By Stephen King
Simon & Schuster | Rs 799 | 576 pages
Author of over sixty worldwide bestsellers, Stephen King is synonymous with horror and fantasy fiction. His latest novel The Institute follows Luke Ellis who is kidnapped one night, his parents being murdered, and taken to The Institute. There he is banded with other children, all of whom have special talents of telekinesis and telepathy. As he experiences the ruthless life and notices defiant children silently disappearing, Luke becomes increasingly desperate. He wants to get help, but no one has escaped from the Institute before.
10 Minutes 38 Seconds in this Strange World
By Elif Shafak
Penguin Random House | Rs 699 | 320 pages
Elif Shafak is a Turkish-British award-winning novelist, also author of Three Daughters of Eve, The Bastard of Istanbul, The Forty Rules of Love, and Honour, among others. Shortlisted for the 2019 Booker Prize, Shafak’s 10 minutes 38 Seconds in this Strange World narrates the thoughts that run through Tequila Leila’s consciousness in the ten minutes after her death, while her brain is slowly ebbing to silence. With each minute Leila recalls cherished memories; from the bubbling wax women used on their legs to the cardamom coffee she shared with a student at the brothel where she worked. She also remembers the precious friends she made, the ones now desperately trying to find her. Told in Shafak’s haunting, vivid prose, 10 Minutes talks of love and cruelty, life and death.
Cow and Company
By Parashar Kulkarni
Penguin Random House India | Rs 399 | 204 pages
Set during the colonial period, Cow and Company starts with the opening of the British Chewing Gum Company whose mission is to replace paan with chewing gum in every Indian mouth. A cow, given her habit of continually chewing, is chosen as the company’s mascot. Eventually, religious sentiments are hurt. Cow and Company is Parashar Kulkarni’s hilarious debut novel, expanding the short story of the same name for which he was awarded the Commonwealth Short Story Prize in 2016.
– THE LONG-AWAITED SEQUEL
By Margaret Atwood
Penguin Random House | Rs 799 | 432 pages
Margaret Atwood is an award-winning author, recipient of the Man Booker Prize, the Arthur C Clarke Award, and the Franz Kafka Prize among others. She’s also a founder of the Griffin Poetry Prize and Writers’ Trust of Canada.
Published in 1985, Atwood’s The Handmaid’s Tale became a modern classic over time. Now, 34 years later, she has published the conclusion of that story with The Testaments. The Republic of Gilead is still in power but signs point to internal crumbling. At a crucial time like this, Atwood details the lives of three women, how they meet, and the explosive results of that convergence. With the novel, Atwood displays the inner workings of Gilead; and the women who must face themselves and decide how far they will go for the things they believe.
Tools and Weapons: The Promise and the Peril of the Digital Age
By Brad Smith and Carol Ann Browne
Hachette India | Rs 699 | 268 pages
Brad Smith is the current President at Microsoft and Carol Ann Browne is the tech giant’s Senior Director, External Relations and Executive Communications.
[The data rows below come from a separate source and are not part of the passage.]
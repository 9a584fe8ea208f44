use serde::{Deserialize, Serialize};

/// Static dimensions of one vessel in an STS pair. Lengths in metres, displacement in tonnes.
#[derive(Debug, Clone, Default, PartialEq, Serialize, Deserialize)]
pub struct VesselParticulars {
    #[serde(default, skip_serializing_if = "Option::is_none")]
    pub name: Option<String>,
    #[serde(default)]
    pub loa: Option<f64>,
    #[serde(default)]
    pub beam: Option<f64>,
    #[serde(default)]
    pub moulded_depth: Option<f64>,
    #[serde(default)]
    pub laden_draft: Option<f64>,
    #[serde(default)]
    pub ballast_draft: Option<f64>,
    #[serde(default)]
    pub displacement: Option<f64>,
}

impl VesselParticulars {
    pub fn loa(&self) -> Option<f64> {
        measured(self.loa)
    }

    pub fn beam(&self) -> Option<f64> {
        measured(self.beam)
    }

    pub fn moulded_depth(&self) -> Option<f64> {
        measured(self.moulded_depth)
    }

    pub fn laden_draft(&self) -> Option<f64> {
        measured(self.laden_draft)
    }

    pub fn ballast_draft(&self) -> Option<f64> {
        measured(self.ballast_draft)
    }

    pub fn displacement(&self) -> Option<f64> {
        measured(self.displacement)
    }

    /// Freeboard in ballast condition, the highest the deck will sit.
    pub fn max_freeboard(&self) -> Option<f64> {
        Some(self.moulded_depth()? - self.ballast_draft()?)
    }

    /// Freeboard fully laden.
    pub fn min_freeboard(&self) -> Option<f64> {
        Some(self.moulded_depth()? - self.laden_draft()?)
    }

    /// `1 + 2T/B` using the laden draft.
    pub fn added_mass_coefficient(&self) -> Option<f64> {
        Some(1.0 + 2.0 * self.laden_draft()? / self.beam()?)
    }
}

/// Tunable inputs of the berthing-energy and hose calculations.
#[derive(Debug, Clone, Copy, PartialEq, Serialize, Deserialize)]
#[serde(default)]
pub struct CalculationOptions {
    /// Berthing velocity normal to the fender line, m/s.
    pub approach_velocity: f64,
    /// Eccentricity coefficient `Ce`.
    pub eccentricity_coefficient: f64,
    pub safety_factor: f64,
    /// Manifold height allowance added at each end of the hose, metres.
    pub manifold_allowance: f64,
    /// Stand-off between hulls created by the primary fenders, metres.
    pub fender_standoff: f64,
    pub hose_factor: f64,
}

impl Default for CalculationOptions {
    fn default() -> Self {
        Self {
            approach_velocity: 0.25,
            eccentricity_coefficient: 0.5,
            safety_factor: 1.5,
            manifold_allowance: 3.0,
            fender_standoff: 3.3,
            hose_factor: 1.25,
        }
    }
}

impl CalculationOptions {
    /// Replace any non-finite or non-positive option with its default.
    pub fn sanitized(self) -> Self {
        let defaults = Self::default();
        Self {
            approach_velocity: measured(Some(self.approach_velocity))
                .unwrap_or(defaults.approach_velocity),
            eccentricity_coefficient: measured(Some(self.eccentricity_coefficient))
                .unwrap_or(defaults.eccentricity_coefficient),
            safety_factor: measured(Some(self.safety_factor)).unwrap_or(defaults.safety_factor),
            manifold_allowance: measured(Some(self.manifold_allowance))
                .unwrap_or(defaults.manifold_allowance),
            fender_standoff: measured(Some(self.fender_standoff))
                .unwrap_or(defaults.fender_standoff),
            hose_factor: measured(Some(self.hose_factor)).unwrap_or(defaults.hose_factor),
        }
    }
}

/// Two vessels plus options, as posted by the compatibility form.
#[derive(Debug, Clone, Default, PartialEq, Serialize, Deserialize)]
pub struct CompatibilityRequest {
    /// Ship to be lightered.
    #[serde(default)]
    pub stbl: VesselParticulars,
    /// Service ship.
    #[serde(default)]
    pub ss: VesselParticulars,
    #[serde(default)]
    pub options: CalculationOptions,
}

/// Blank, zero, negative and non-finite readings all count as missing.
pub(crate) fn measured(value: Option<f64>) -> Option<f64> {
    value.filter(|value| value.is_finite() && *value > 0.0)
}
The core premise of their book Tools and Weapons is that individuals and companies are responsible for the technology they have created. They must step up and take responsibility for the changes their tech has brought about in the world, and for the future we are headed toward. They also detail the responsibility of governments who need to catch up with and regulate technology as it impacts people and communities. The writers give us a glimpse inside Microsoft, as it struggles to cope with these issues.
The Anarchy: The East India Company, Corporate Violence, and the Pillage of an Empire
By William Dalrymple
Bloomsbury | Rs 699 | 544 pages
William Dalrymple is a Scottish historian and critic, and best-selling author of The Last Mughal and Nine Lives among others. In The Anarchy he details how the East India Company took over most of the country and outlines the devastating effects of a country being ruled by a corporation headquartered in London, with most shareholders knowing nothing about India. From defeating the Mughal empire in 1765 to steadily growing throughout the country in the following decades, Dalrymple tells the tale of the company’s growth in India and its horrific abuse of corporate power.
How To: Absurd Scientific Advice for Common Real-World Problems
By Randall Munroe
Hachette India | Rs 550 | 320 pages
In How To, cartoonist and best-selling author of What If?: Serious Scientific Answers to Absurd Hypothetical Questions uses mathematics and science to give serious scientific answers to absurd queries. The questions Munroe tackles range from ‘How to Jump Really High’ to ‘How to Throw a Pool Party’ (when you don’t have a pool) and from ‘How to Keep Your House from Moving’ to ‘How to Play Tag’. He also gives options for disposing of the book if one is so inclined, through either dissolving it in the ocean, launching it into the sun, or converting it into vapour, among others.